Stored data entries
━━━━

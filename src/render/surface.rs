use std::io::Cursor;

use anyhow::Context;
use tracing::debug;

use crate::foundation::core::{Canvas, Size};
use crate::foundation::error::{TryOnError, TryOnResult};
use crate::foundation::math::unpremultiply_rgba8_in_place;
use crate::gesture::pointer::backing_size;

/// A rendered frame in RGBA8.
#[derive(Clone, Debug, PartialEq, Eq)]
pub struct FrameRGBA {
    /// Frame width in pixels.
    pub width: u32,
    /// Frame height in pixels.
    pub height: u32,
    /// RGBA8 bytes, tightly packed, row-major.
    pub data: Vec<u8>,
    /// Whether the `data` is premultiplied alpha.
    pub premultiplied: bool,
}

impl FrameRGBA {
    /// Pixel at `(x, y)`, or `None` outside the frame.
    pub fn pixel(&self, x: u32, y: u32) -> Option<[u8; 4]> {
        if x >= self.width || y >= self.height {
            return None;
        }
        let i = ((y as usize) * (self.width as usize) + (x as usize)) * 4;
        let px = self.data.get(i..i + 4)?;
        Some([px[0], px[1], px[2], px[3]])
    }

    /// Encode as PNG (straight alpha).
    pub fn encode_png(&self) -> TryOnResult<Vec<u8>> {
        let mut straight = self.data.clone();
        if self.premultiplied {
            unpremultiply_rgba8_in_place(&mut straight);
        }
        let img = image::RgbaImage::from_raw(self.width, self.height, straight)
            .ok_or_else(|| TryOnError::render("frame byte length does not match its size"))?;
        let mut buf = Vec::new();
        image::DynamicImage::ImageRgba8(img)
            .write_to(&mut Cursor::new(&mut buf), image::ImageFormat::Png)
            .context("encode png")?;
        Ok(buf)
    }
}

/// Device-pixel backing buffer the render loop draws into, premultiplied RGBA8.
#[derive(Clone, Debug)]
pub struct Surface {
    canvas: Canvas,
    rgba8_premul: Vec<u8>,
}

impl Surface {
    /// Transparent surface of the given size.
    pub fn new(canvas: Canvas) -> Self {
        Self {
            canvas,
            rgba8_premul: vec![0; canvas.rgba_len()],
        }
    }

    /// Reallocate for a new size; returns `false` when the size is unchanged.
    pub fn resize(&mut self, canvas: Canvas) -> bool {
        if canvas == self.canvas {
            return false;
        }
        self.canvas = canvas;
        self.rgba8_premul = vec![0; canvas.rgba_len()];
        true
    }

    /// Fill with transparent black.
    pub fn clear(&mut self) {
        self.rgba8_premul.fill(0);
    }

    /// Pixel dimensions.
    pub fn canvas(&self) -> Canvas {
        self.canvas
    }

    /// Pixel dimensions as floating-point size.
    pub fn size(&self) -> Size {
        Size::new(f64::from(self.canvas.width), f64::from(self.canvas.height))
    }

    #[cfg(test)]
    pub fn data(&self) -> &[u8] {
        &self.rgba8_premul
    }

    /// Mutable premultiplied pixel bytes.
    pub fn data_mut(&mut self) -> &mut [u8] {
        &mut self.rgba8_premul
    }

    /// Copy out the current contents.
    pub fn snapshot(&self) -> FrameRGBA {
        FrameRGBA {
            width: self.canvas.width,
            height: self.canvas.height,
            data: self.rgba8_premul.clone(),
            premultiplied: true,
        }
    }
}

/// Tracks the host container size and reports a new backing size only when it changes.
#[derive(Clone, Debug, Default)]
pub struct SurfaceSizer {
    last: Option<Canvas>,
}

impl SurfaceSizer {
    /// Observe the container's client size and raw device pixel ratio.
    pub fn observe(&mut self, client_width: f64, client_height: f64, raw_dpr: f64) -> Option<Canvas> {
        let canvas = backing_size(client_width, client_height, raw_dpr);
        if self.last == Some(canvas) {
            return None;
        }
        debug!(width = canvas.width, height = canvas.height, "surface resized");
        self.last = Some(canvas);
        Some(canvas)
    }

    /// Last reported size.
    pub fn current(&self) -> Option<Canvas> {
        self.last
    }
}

━━━━

__PROBLEM DESCRIPTION__
When a line in the data contains "TryOnResult", return it as written.

__ANSWER BOX__
use crate::foundation::error::{TryOnError, TryOnResult};
    pub fn encode_png(&self) -> TryOnResult<Vec<u8>> {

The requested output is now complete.